John (Johannes) Vermeer is charged with one count each of possession of child pornography and accessing child pornography from May 1, 2010. He also faces the same charges with an offence date of March 17, 2015.

Vermeer is accused of downloading child pornography to computers at Main Street Church.

Crown counsel Teresa Mitchell-Banks outlined the Crown’s case against the 59-year-old Vermeer in court on July 23. The trial was scheduled to begin on July 22 but was adjourned so Crown could share with defence some of the detailed computer information to be explained by witnesses during the two-week trial.

• READ MORE: One-day delay for trial of Chilliwack pastor facing child porn charges

• READ MORE: Chilliwack pastor facing child pornography charges

Mitchell-Banks opened by saying it was 12:18 a.m. on April 20, 2015 when an anti-virus company sent an alert to Empyrion Technologies, which provided IT services to the church.

The alert was seen by technician Steve DeRuyter at Empyrion, and he in turn alerted service manager Taylor Maguire.

Maguire found that Vermeer’s computer was running a peer-to-peer file sharing software program and that his computer was connected to an external hard drive. While attending the church offices, Maguire searched through Vermeer’s computer with Vermeer present along with pastor Shawn Vandop.

At this point all involved knew child porn had been found on the computer, and the presumption was that the material came to be on the computer as a result of a virus or hacking.

Maguire found 81 files with names typical of child pornography, the court heard. Evidence of more images and videos were later found, some on a laptop computer previously used by Vermeer but later used by a newer employee.

“Some of these names are extremely graphic,” Mitchell-Banks said in her opening submissions.

She gave an example of one 14-minute video found on unallocated space (deleted) on a computer that involved three girls between the ages of 10 and 12.

Through all of this, Mitchell-Banks told the court the staff at Empyrion found no evidence of hacking into the computer, and the years between the downloading meant it could not have come from a virus. Technicians also found evidence of searching for child porn at least one of the computers.
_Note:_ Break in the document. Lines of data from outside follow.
#[async_trait]
impl EnrollmentRepository for DieselEnrollmentRepository {
    async fn find(
        &self,
        user_id: &UserId,
        course_id: &CourseId,
    ) -> Result<Option<Enrollment>, EnrollmentRepositoryError> {
        let mut conn = self.pool.get().await.map_err(map_pool_error)?;
        let row = find_row(&mut conn, *user_id.as_uuid(), *course_id.as_uuid())
            .await
            .map_err(map_diesel_error)?;
        row.map(row_to_enrollment).transpose()
    }

    async fn list_for_user(
        &self,
        user_id: &UserId,
    ) -> Result<Vec<Enrollment>, EnrollmentRepositoryError> {
        let mut conn = self.pool.get().await.map_err(map_pool_error)?;
        let rows: Vec<EnrollmentRow> = enrollments::table
            .filter(enrollments::user_id.eq(user_id.as_uuid()))
            .order(enrollments::started_at.desc())
            .select(EnrollmentRow::as_select())
            .load(&mut conn)
            .await
            .map_err(map_diesel_error)?;
        rows.into_iter().map(row_to_enrollment).collect()
    }

    async fn create(
        &self,
        new: &NewEnrollment,
    ) -> Result<(Enrollment, UserStats), EnrollmentRepositoryError> {
        let payment = payment_json(new)?;
        let mut conn = self.pool.get().await.map_err(map_pool_error)?;
        let user_uuid = *new.user_id.as_uuid();

        conn.transaction::<_, TxError, _>(|conn| {
            async move {
                let row: EnrollmentRow =
                    diesel::insert_into(enrollments::table)
                        .values(new_enrollment_row(new, Uuid::new_v4(), payment.as_ref()))
                        .get_result(conn)
                        .await?;
                let stats = apply_stats_delta(conn, user_uuid, StatsDelta::ENROLL).await?;
                let enrollment = row_to_enrollment(row).map_err(TxError::Mapped)?;
                Ok((enrollment, stats))
            }
            .scope_boxed()
        })
        .await
        .map_err(unwrap_tx_error)
    }

    async fn create_with_receipt(
        &self,
        new: &NewEnrollment,
        receipt: &NewPaymentReceipt,
    ) -> Result<(Enrollment, PaymentReceipt, UserStats), EnrollmentRepositoryError> {
        let payment = payment_json(new)?;
        let mut conn = self.pool.get().await.map_err(map_pool_error)?;
        let user_uuid = *new.user_id.as_uuid();

        conn.transaction::<_, TxError, _>(|conn| {
            async move {
                let row: EnrollmentRow =
                    diesel::insert_into(enrollments::table)
                        .values(new_enrollment_row(new, Uuid::new_v4(), payment.as_ref()))
                        .get_result(conn)
                        .await?;

                #[expect(
                    clippy::cast_possible_wrap,
                    reason = "receipt amounts stay far below i32::MAX"
                )]
                let receipt_row: ReceiptRow = diesel::insert_into(payment_receipts::table)
                    .values(NewReceiptRow {
                        id: Uuid::new_v4(),
                        user_id: *receipt.user_id.as_uuid(),
                        course_id: *receipt.course_id.as_uuid(),
                        enrollment_id: row.id,
                        order_id: &receipt.order_id,
                        payment_id: &receipt.payment_id,
                        amount: receipt.amount as i32,
                        currency: &receipt.currency,
                        status: receipt.status.as_str(),
                    })
                    .get_result(conn)
                    .await?;

                let stats = apply_stats_delta(conn, user_uuid, StatsDelta::ENROLL).await?;
                let enrollment = row_to_enrollment(row).map_err(TxError::Mapped)?;
                let receipt = row_to_receipt(receipt_row).map_err(TxError::Mapped)?;
                Ok((enrollment, receipt, stats))
            }
            .scope_boxed()
        })
        .await
        .map_err(unwrap_tx_error)
    }

    async fn complete(
        &self,
        user_id: &UserId,
        course_id: &CourseId,
        completed_at: DateTime<Utc>,
    ) -> Result<CompletionResult, EnrollmentRepositoryError> {
        let mut conn = self.pool.get().await.map_err(map_pool_error)?;
        let user_uuid = *user_id.as_uuid();
        let course_uuid = *course_id.as_uuid();

        conn.transaction::<_, TxError, _>(|conn| {
            async move {
                let row: Option<EnrollmentRow> = enrollments::table
                    .filter(enrollments::user_id.eq(user_uuid))
                    .filter(enrollments::course_id.eq(course_uuid))
                    .for_update()
                    .select(EnrollmentRow::as_select())
                    .first(conn)
                    .await
                    .optional()?;

                let Some(row) = row else {
                    return Ok(CompletionResult::Missing);
                };

                if row.status == EnrollmentStatus::Completed.as_str() {
                    let enrollment = row_to_enrollment(row).map_err(TxError::Mapped)?;
                    return Ok(CompletionResult::AlreadyCompleted { enrollment });
                }

                let updated: EnrollmentRow = diesel::update(
                    enrollments::table.filter(enrollments::id.eq(row.id)),
                )
                .set((
                    enrollments::status.eq(EnrollmentStatus::Completed.as_str()),
                    enrollments::progress.eq(100),
                    enrollments::completed_at.eq(Some(completed_at)),
                ))
                .get_result(conn)
                .await?;

                let stats = apply_stats_delta(conn, user_uuid, StatsDelta::COMPLETE).await?;
                let enrollment = row_to_enrollment(updated).map_err(TxError::Mapped)?;
                Ok(CompletionResult::Applied { enrollment, stats })
            }
            .scope_boxed()
        })
        .await
        .map_err(unwrap_tx_error)
    }

    async fn set_progress(
        &self,
        user_id: &UserId,
        course_id: &CourseId,
        progress: Progress,
        status: EnrollmentStatus,
    ) -> Result<Option<Enrollment>, EnrollmentRepositoryError> {
        let mut conn = self.pool.get().await.map_err(map_pool_error)?;
        let user_uuid = *user_id.as_uuid();
        let course_uuid = *course_id.as_uuid();

        conn.transaction::<_, TxError, _>(|conn| {
            async move {
                let row: Option<EnrollmentRow> = enrollments::table
                    .filter(enrollments::user_id.eq(user_uuid))
                    .filter(enrollments::course_id.eq(course_uuid))
                    .for_update()
                    .select(EnrollmentRow::as_select())
                    .first(conn)
                    .await
                    .optional()?;

                let Some(row) = row else {
                    return Ok(None);
                };

                // Never downgrade a completed status; the progress value
                // itself still updates.
                let next_status = if row.status == EnrollmentStatus::Completed.as_str() {
                    EnrollmentStatus::Completed
                } else {
                    status
                };

                let updated: EnrollmentRow = diesel::update(
                    enrollments::table.filter(enrollments::id.eq(row.id)),
                )
                .set((
                    enrollments::status.eq(next_status.as_str()),
                    enrollments::progress.eq(i32::from(progress.value())),
                ))
                .get_result(conn)
                .await?;

                let enrollment = row_to_enrollment(updated).map_err(TxError::Mapped)?;
                Ok(Some(enrollment))
            }
            .scope_boxed()
        })
        .await
        .map_err(unwrap_tx_error)
    }

    async fn delete_for_user(
        &self,
        user_id: &UserId,
    ) -> Result<u64, EnrollmentRepositoryError> {
        let mut conn = self.pool.get().await.map_err(map_pool_error)?;
        let user_uuid = *user_id.as_uuid();

        conn.transaction::<_, TxError, _>(|conn| {
            async move {
                let removed = diesel::delete(
                    enrollments::table.filter(enrollments::user_id.eq(user_uuid)),
                )
                .execute(conn)
                .await?;
                diesel::delete(user_stats::table.filter(user_stats::user_id.eq(user_uuid)))
                    .execute(conn)
                    .await?;
                Ok(removed as u64)
            }
            .scope_boxed()
        })
        .await
        .map_err(unwrap_tx_error)
    }
}

fn map_stats_pool_error(error: PoolError) -> UserStatsRepositoryError {
    match error {
        PoolError::Checkout { message } | PoolError::Build { message } => {
            UserStatsRepositoryError::connection(message)
        }
    }
}

#[async_trait]
impl UserStatsRepository for DieselEnrollmentRepository {
    async fn fetch(&self, user_id: &UserId) -> Result<UserStats, UserStatsRepositoryError> {
        let mut conn = self.pool.get().await.map_err(map_stats_pool_error)?;
        let row: Option<UserStatsRow> = user_stats::table
            .filter(user_stats::user_id.eq(user_id.as_uuid()))
            .select(UserStatsRow::as_select())
            .first(&mut conn)
            .await
            .optional()
            .map_err(|err| UserStatsRepositoryError::query(err.to_string()))?;
        Ok(row.as_ref().map(row_to_stats).unwrap_or_default())
    }
}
Mitchell-Banks also told the court that the external hard drive was missing, and Maguire could not find it when he attended the church.

“[Vermeer] told Mr. Vandop that he had no external drive and denied the child porn was his doing,” Mitchell-Banks said. “So Vandop thought they must have had an external attack.”

It was Vandop who called the RCMP, initiating the police investigation, which led to Vermeer’s arrest in March 2018.

At that time, Vandop said the congregation met the news with shock.

“It’s not something that we want to hear or want to deal with but we live in a broken and messy world with a lot of pain,” he said.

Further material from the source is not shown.